* [EXERCISE BRIEF] From the first line of the material through the line containing "impl fmt::Display for", restate everything word for word and nothing more.

-----

//! Build backends.
//!
//! A backend turns a module plus its resolved dependencies into the external
//! commands of each build step. The CMake backend configures an out-of-source
//! build directory and installs from it; the legacy Make backend builds in
//! place and relies on the generated environment files instead of configure
//! flags.

use std::fmt;
use std::path::PathBuf;
use std::str::FromStr;

use serde::{Deserialize, Serialize};

use crate::builder::sequencer::Step;
use crate::builder::tool::Invocation;
use crate::core::descriptor::{FileGroup, ModuleRole};
use crate::core::module::Module;
use crate::resolver::optional::Resolution;

/// Which backend builds a module.
#[derive(Debug, Clone, Copy, PartialEq, Eq, Hash, Default, Serialize, Deserialize)]
#[serde(rename_all = "lowercase")]
pub enum BackendKind {
    #[default]
    CMake,
    Make,
}

impl fmt::Display for BackendKind {
    fn fmt(&self, f: &mut fmt::Formatter<'_>) -> fmt::Result {
        match self {
            BackendKind::CMake => write!(f, "cmake"),
            BackendKind::Make => write!(f, "make"),
        }
    }
}

impl FromStr for BackendKind {
    type Err = String;

    fn from_str(s: &str) -> Result<Self, Self::Err> {
        match s.to_lowercase().as_str() {
            "cmake" => Ok(BackendKind::CMake),
            "make" => Ok(BackendKind::Make),
            _ => Err(format!("invalid backend '{}'; expected 'cmake' or 'make'", s)),
        }
    }
}

/// External programs used by the backends.
#[derive(Debug, Clone, PartialEq, Eq, Serialize, Deserialize)]
#[serde(default)]
pub struct ToolSettings {
    pub make: String,
    pub cmake: String,
    pub doxygen: String,
    /// Extra arguments appended to every CMake configure command
    pub cmake_args: Vec<String>,
}

impl Default for ToolSettings {
    fn default() -> Self {
        ToolSettings {
            make: "make".to_string(),
            cmake: "cmake".to_string(),
            doxygen: "doxygen".to_string(),
            cmake_args: Vec::new(),
        }
    }
}

/// How a rebuild discards previous build state.
#[derive(Debug, Clone, PartialEq, Eq)]
pub enum CleanAction {
    /// Delete a cache file
    RemoveCache(PathBuf),
    /// Run a clean target
    Run(Invocation),
}

/// Command generation for one backend.
pub trait BuildBackend {
    /// Required files this backend adds to a module.
    fn extra_required_files(&self, module: &Module) -> Vec<FileGroup>;

    /// Configure command; `deps` are the active dependencies in stack order.
    fn configure(&self, module: &Module, deps: &[&Module], resolution: &Resolution) -> Option<Invocation>;

    fn compile(&self, module: &Module) -> Invocation;

    fn install(&self, module: &Module) -> Option<Invocation>;

    fn clean(&self, module: &Module) -> CleanAction;

    /// Documentation target, run in the module workspace.
    fn document(&self, module: &Module) -> Invocation;

    /// Whether every package in the stack must be linked before building
    /// documentation.
    fn links_all_packages_for_doc(&self) -> bool;

    /// Program that must be on PATH for the build steps.
    fn required_tools(&self) -> Vec<&str>;

    /// Extension of the generated environment files. Both backends drive
    /// make, so both include makefile fragments.
    fn env_file_extension(&self) -> &'static str {
        "gmk"
    }
}

/// Select the backend for a module.
pub fn backend_for(kind: BackendKind, tools: &ToolSettings) -> Box<dyn BuildBackend> {
    match kind {
        BackendKind::CMake => Box::new(CMakeBackend::new(tools.clone())),
        BackendKind::Make => Box::new(MakeBackend::new(tools.clone())),
    }
}

/// Out-of-source CMake builds in `<install>/build`.
pub struct CMakeBackend {
    tools: ToolSettings,
}

impl CMakeBackend {
    pub fn new(tools: ToolSettings) -> Self {
        CMakeBackend { tools }
    }

    pub fn build_dir(module: &Module) -> PathBuf {
        module.install_path.join("build")
    }
}

impl BuildBackend for CMakeBackend {
    fn extra_required_files(&self, _module: &Module) -> Vec<FileGroup> {
        Vec::new()
    }

    fn configure(&self, module: &Module, deps: &[&Module], resolution: &Resolution) -> Option<Invocation> {
        let build_type = if module.debug { "Debug" } else { "RelWithDebInfo" };
        let mut inv = Invocation::new(Step::Configure, &self.tools.cmake, Self::build_dir(module))
            .arg(format!("-DCMAKE_INSTALL_PREFIX={}", module.install_path.display()))
            .arg(format!("-DCMAKE_BUILD_TYPE={}", build_type));

        for dep in deps {
            inv = inv.arg(format!(
                "-D{}_HOME={}",
                dep.id().env_name(),
                dep.install_path.display()
            ));
        }

        // CMake probes for every candidate on its own, so each one gets an
        // explicit switch.
        for &id in &resolution.included {
            if module.descriptor.is_build_with(id) {
                inv = inv.arg(format!("-DBUILD_WITH_{}=ON", id.env_name()));
            }
        }
        for id in resolution.build_without(module) {
            inv = inv.arg(format!("-DBUILD_WITH_{}=OFF", id.env_name()));
        }

        Some(inv.args(self.tools.cmake_args.iter().cloned()).arg(".."))
    }

    fn compile(&self, module: &Module) -> Invocation {
        Invocation::new(Step::Compile, &self.tools.make, Self::build_dir(module))
    }

    fn install(&self, module: &Module) -> Option<Invocation> {
        Some(Invocation::new(Step::Install, &self.tools.make, Self::build_dir(module)).arg("install"))
    }

    fn clean(&self, module: &Module) -> CleanAction {
        CleanAction::RemoveCache(Self::build_dir(module).join("CMakeCache.txt"))
    }

    fn document(&self, module: &Module) -> Invocation {
        Invocation::new(Step::Document, &self.tools.make, &module.workdir).arg("doc")
    }

    fn links_all_packages_for_doc(&self) -> bool {
        true
    }

    fn required_tools(&self) -> Vec<&str> {
        vec![self.tools.cmake.as_str(), self.tools.make.as_str()]
    }
}

/// In-place builds driven by the generated environment files.
pub struct MakeBackend {
    tools: ToolSettings,
}

impl MakeBackend {
    pub fn new(tools: ToolSettings) -> Self {
        MakeBackend { tools }
    }
}

impl BuildBackend for MakeBackend {
    fn extra_required_files(&self, module: &Module) -> Vec<FileGroup> {
        if module.descriptor.role != ModuleRole::Framework {
            return Vec::new();
        }
        let name = module.name().to_lowercase();
        vec![
            FileGroup::new([format!("bin/{}_libs.sh", name)]),
            FileGroup::new([format!("bin/{}_includes.sh", name)]),
        ]
    }

    fn configure(&self, _module: &Module, _deps: &[&Module], _resolution: &Resolution) -> Option<Invocation> {
        None
    }

    fn compile(&self, module: &Module) -> Invocation {
        Invocation::new(Step::Compile, &self.tools.make, &module.install_path)
    }

    fn install(&self, _module: &Module) -> Option<Invocation> {
        None
    }

    fn clean(&self, module: &Module) -> CleanAction {
        CleanAction::Run(Invocation::new(Step::Clean, &self.tools.make, &module.install_path).arg("clean"))
    }

    fn document(&self, module: &Module) -> Invocation {
        Invocation::new(Step::Document, &self.tools.make, &module.workdir).arg("doc")
    }

    fn links_all_packages_for_doc(&self) -> bool {
        false
    }

    fn required_tools(&self) -> Vec<&str> {
        vec![self.tools.make.as_str()]
    }
}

-----

* [EXPECTED ANSWER]
//! Build backends.
//!
//! A backend turns a module plus its resolved dependencies into the external
//! commands of each build step. The CMake backend configures an out-of-source
//! build directory and installs from it; the legacy Make backend builds in
//! place and relies on the generated environment files instead of configure
//! flags.

use std::fmt;
use std::path::PathBuf;
use std::str::FromStr;

use serde::{Deserialize, Serialize};

use crate::builder::sequencer::Step;
use crate::builder::tool::Invocation;
use crate::core::descriptor::{FileGroup, ModuleRole};
use crate::core::module::Module;
use crate::resolver::optional::Resolution;

/// Which backend builds a module.
#[derive(Debug, Clone, Copy, PartialEq, Eq, Hash, Default, Serialize, Deserialize)]
#[serde(rename_all = "lowercase")]
pub enum BackendKind {
    #[default]
    CMake,
    Make,
}

impl fmt::Display for BackendKind {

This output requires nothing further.